***** Provided material *****
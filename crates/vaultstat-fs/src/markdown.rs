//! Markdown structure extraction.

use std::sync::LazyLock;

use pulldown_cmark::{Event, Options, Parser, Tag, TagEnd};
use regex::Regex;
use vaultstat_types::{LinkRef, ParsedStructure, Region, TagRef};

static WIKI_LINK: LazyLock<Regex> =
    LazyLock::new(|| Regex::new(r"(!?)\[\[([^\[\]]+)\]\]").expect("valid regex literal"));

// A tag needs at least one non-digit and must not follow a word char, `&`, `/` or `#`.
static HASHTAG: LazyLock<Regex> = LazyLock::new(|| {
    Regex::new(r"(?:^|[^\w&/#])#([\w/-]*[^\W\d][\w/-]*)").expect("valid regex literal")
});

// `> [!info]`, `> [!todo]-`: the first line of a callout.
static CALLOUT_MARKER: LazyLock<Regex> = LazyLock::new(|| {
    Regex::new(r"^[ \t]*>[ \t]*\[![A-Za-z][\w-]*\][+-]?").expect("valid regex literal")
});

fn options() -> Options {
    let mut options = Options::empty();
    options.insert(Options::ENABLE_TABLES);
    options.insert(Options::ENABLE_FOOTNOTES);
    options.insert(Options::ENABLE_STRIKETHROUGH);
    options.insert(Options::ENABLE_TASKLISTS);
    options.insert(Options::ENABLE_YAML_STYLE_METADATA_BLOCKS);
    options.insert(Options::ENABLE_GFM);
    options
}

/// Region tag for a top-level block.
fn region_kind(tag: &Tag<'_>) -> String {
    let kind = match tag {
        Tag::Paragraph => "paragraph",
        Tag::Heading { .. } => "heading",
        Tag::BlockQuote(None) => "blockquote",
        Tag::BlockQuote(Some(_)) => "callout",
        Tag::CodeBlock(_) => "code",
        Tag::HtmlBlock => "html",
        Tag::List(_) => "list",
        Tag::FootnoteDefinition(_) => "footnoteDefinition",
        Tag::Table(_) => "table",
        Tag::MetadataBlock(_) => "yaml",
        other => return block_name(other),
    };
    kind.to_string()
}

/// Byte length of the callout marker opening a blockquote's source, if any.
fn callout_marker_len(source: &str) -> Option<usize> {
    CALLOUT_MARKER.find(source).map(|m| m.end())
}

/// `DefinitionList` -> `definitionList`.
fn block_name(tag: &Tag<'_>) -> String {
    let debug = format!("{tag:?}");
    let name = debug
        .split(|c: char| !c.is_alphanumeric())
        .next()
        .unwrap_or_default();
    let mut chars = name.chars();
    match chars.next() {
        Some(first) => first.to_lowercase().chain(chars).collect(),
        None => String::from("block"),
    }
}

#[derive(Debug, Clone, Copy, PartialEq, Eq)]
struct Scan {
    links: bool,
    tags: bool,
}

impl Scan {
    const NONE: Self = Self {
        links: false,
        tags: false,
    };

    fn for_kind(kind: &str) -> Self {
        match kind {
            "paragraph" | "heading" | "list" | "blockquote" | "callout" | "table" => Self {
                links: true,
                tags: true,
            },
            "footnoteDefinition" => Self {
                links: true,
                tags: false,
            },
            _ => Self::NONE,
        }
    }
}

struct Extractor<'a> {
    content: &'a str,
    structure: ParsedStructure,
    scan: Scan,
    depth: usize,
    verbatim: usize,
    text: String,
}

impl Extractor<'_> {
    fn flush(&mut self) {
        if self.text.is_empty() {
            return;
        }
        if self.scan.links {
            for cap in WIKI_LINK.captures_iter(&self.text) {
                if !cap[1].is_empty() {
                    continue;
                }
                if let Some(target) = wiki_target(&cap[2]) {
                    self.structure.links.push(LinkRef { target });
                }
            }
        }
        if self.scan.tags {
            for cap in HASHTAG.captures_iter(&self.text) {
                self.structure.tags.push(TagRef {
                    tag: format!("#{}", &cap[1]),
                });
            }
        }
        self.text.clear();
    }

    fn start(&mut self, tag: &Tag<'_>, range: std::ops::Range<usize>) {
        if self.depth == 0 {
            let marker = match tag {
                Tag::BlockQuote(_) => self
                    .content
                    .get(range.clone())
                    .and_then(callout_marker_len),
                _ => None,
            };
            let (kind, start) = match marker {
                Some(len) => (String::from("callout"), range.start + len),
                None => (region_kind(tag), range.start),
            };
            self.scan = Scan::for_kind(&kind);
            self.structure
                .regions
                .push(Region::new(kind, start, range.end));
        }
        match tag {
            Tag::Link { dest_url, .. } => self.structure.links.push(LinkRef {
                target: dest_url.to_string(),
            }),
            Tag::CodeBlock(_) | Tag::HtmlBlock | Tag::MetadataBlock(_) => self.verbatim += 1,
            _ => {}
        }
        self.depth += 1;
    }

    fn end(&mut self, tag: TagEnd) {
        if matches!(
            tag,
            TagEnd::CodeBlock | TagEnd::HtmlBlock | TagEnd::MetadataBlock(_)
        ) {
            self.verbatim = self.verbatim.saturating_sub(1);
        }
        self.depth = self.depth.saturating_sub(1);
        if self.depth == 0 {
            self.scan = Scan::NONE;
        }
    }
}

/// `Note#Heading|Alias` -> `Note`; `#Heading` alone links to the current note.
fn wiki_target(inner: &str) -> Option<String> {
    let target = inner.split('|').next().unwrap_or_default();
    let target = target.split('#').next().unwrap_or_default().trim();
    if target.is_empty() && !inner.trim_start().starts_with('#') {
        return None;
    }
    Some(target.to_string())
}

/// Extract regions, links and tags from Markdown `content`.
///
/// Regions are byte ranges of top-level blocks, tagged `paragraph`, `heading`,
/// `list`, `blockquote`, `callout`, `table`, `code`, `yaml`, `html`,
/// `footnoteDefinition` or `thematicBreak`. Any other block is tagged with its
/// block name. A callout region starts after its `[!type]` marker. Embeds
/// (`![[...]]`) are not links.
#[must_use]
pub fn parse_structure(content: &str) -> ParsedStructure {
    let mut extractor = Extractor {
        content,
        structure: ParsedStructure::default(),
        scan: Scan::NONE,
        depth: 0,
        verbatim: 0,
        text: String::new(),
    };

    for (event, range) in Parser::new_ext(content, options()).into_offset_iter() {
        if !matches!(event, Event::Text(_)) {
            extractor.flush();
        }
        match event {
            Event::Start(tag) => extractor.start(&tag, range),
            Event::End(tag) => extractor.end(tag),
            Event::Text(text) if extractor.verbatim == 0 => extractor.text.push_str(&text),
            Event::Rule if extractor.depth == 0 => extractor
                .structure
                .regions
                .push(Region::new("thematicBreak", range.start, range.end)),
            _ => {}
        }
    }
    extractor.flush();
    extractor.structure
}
*****
▸ What is expected
Word for word, write out every record.

▸ Task result
filename crates/vaultstat-fs/src/markdown.rs
//! Markdown structure extraction.

use std::sync::LazyLock;

use pulldown_cmark::{Event, Options, Parser, Tag, TagEnd};
use regex::Regex;
use vaultstat_types::{LinkRef, ParsedStructure, Region, TagRef};

static WIKI_LINK: LazyLock<Regex> =
    LazyLock::new(|| Regex::new(r"(!?)\[\[([^\[\]]+)\]\]").expect("valid regex literal"));

// A tag needs at least one non-digit and must not follow a word char, `&`, `/` or `#`.
static HASHTAG: LazyLock<Regex> = LazyLock::new(|| {
    Regex::new(r"(?:^|[^\w&/#])#([\w/-]*[^\W\d][\w/-]*)").expect("valid regex literal")
});

// `> [!info]`, `> [!todo]-`: the first line of a callout.
static CALLOUT_MARKER: LazyLock<Regex> = LazyLock::new(|| {
    Regex::new(r"^[ \t]*>[ \t]*\[![A-Za-z][\w-]*\][+-]?").expect("valid regex literal")
});

fn options() -> Options {
    let mut options = Options::empty();
    options.insert(Options::ENABLE_TABLES);
    options.insert(Options::ENABLE_FOOTNOTES);
    options.insert(Options::ENABLE_STRIKETHROUGH);
    options.insert(Options::ENABLE_TASKLISTS);
    options.insert(Options::ENABLE_YAML_STYLE_METADATA_BLOCKS);
    options.insert(Options::ENABLE_GFM);
    options
}

/// Region tag for a top-level block.
fn region_kind(tag: &Tag<'_>) -> String {
    let kind = match tag {
        Tag::Paragraph => "paragraph",
        Tag::Heading { .. } => "heading",
        Tag::BlockQuote(None) => "blockquote",
        Tag::BlockQuote(Some(_)) => "callout",
        Tag::CodeBlock(_) => "code",
        Tag::HtmlBlock => "html",
        Tag::List(_) => "list",
        Tag::FootnoteDefinition(_) => "footnoteDefinition",
        Tag::Table(_) => "table",
        Tag::MetadataBlock(_) => "yaml",
        other => return block_name(other),
    };
    kind.to_string()
}

/// Byte length of the callout marker opening a blockquote's source, if any.
fn callout_marker_len(source: &str) -> Option<usize> {
    CALLOUT_MARKER.find(source).map(|m| m.end())
}

/// `DefinitionList` -> `definitionList`.
fn block_name(tag: &Tag<'_>) -> String {
    let debug = format!("{tag:?}");
    let name = debug
        .split(|c: char| !c.is_alphanumeric())
        .next()
        .unwrap_or_default();
    let mut chars = name.chars();
    match chars.next() {
        Some(first) => first.to_lowercase().chain(chars).collect(),
        None => String::from("block"),
    }
}

#[derive(Debug, Clone, Copy, PartialEq, Eq)]
struct Scan {
    links: bool,
    tags: bool,
}

impl Scan {
    const NONE: Self = Self {
        links: false,
        tags: false,
    };

    fn for_kind(kind: &str) -> Self {
        match kind {
            "paragraph" | "heading" | "list" | "blockquote" | "callout" | "table" => Self {
                links: true,
                tags: true,
            },
            "footnoteDefinition" => Self {
                links: true,
                tags: false,
            },
            _ => Self::NONE,
        }
    }
}

struct Extractor<'a> {
    content: &'a str,
    structure: ParsedStructure,
    scan: Scan,
    depth: usize,
    verbatim: usize,
    text: String,
}

impl Extractor<'_> {
    fn flush(&mut self) {
        if self.text.is_empty() {
            return;
        }
        if self.scan.links {
            for cap in WIKI_LINK.captures_iter(&self.text) {
                if !cap[1].is_empty() {
                    continue;
                }
                if let Some(target) = wiki_target(&cap[2]) {
                    self.structure.links.push(LinkRef { target });
                }
            }
        }
        if self.scan.tags {
            for cap in HASHTAG.captures_iter(&self.text) {
                self.structure.tags.push(TagRef {
                    tag: format!("#{}", &cap[1]),
                });
            }
        }
        self.text.clear();
    }

    fn start(&mut self, tag: &Tag<'_>, range: std::ops::Range<usize>) {
        if self.depth == 0 {
            let marker = match tag {
                Tag::BlockQuote(_) => self
                    .content
                    .get(range.clone())
                    .and_then(callout_marker_len),
                _ => None,
            };
            let (kind, start) = match marker {
                Some(len) => (String::from("callout"), range.start + len),
                None => (region_kind(tag), range.start),
            };
            self.scan = Scan::for_kind(&kind);
            self.structure
                .regions
                .push(Region::new(kind, start, range.end));
        }
        match tag {
            Tag::Link { dest_url, .. } => self.structure.links.push(LinkRef {
                target: dest_url.to_string(),
            }),
            Tag::CodeBlock(_) | Tag::HtmlBlock | Tag::MetadataBlock(_) => self.verbatim += 1,
            _ => {}
        }
        self.depth += 1;
    }

    fn end(&mut self, tag: TagEnd) {
        if matches!(
            tag,
            TagEnd::CodeBlock | TagEnd::HtmlBlock | TagEnd::MetadataBlock(_)
        ) {
            self.verbatim = self.verbatim.saturating_sub(1);
        }
        self.depth = self.depth.saturating_sub(1);
        if self.depth == 0 {
            self.scan = Scan::NONE;
        }
    }
}

/// `Note#Heading|Alias` -> `Note`; `#Heading` alone links to the current note.
fn wiki_target(inner: &str) -> Option<String> {
    let target = inner.split('|').next().unwrap_or_default();
    let target = target.split('#').next().unwrap_or_default().trim();
    if target.is_empty() && !inner.trim_start().starts_with('#') {
        return None;
    }
    Some(target.to_string())
}

/// Extract regions, links and tags from Markdown `content`.
///
/// Regions are byte ranges of top-level blocks, tagged `paragraph`, `heading`,
/// `list`, `blockquote`, `callout`, `table`, `code`, `yaml`, `html`,
/// `footnoteDefinition` or `thematicBreak`. Any other block is tagged with its
/// block name. A callout region starts after its `[!type]` marker. Embeds
/// (`![[...]]`) are not links.
#[must_use]
pub fn parse_structure(content: &str) -> ParsedStructure {
    let mut extractor = Extractor {
        content,
        structure: ParsedStructure::default(),
        scan: Scan::NONE,
        depth: 0,
        verbatim: 0,
        text: String::new(),
    };

    for (event, range) in Parser::new_ext(content, options()).into_offset_iter() {
        if !matches!(event, Event::Text(_)) {
            extractor.flush();
        }
        match event {
            Event::Start(tag) => extractor.start(&tag, range),
            Event::End(tag) => extractor.end(tag),
            Event::Text(text) if extractor.verbatim == 0 => extractor.text.push_str(&text),
            Event::Rule if extractor.depth == 0 => extractor
                .structure
                .regions
                .push(Region::new("thematicBreak", range.start, range.end)),
            _ => {}
        }
    }
    extractor.flush();
    extractor.structure
}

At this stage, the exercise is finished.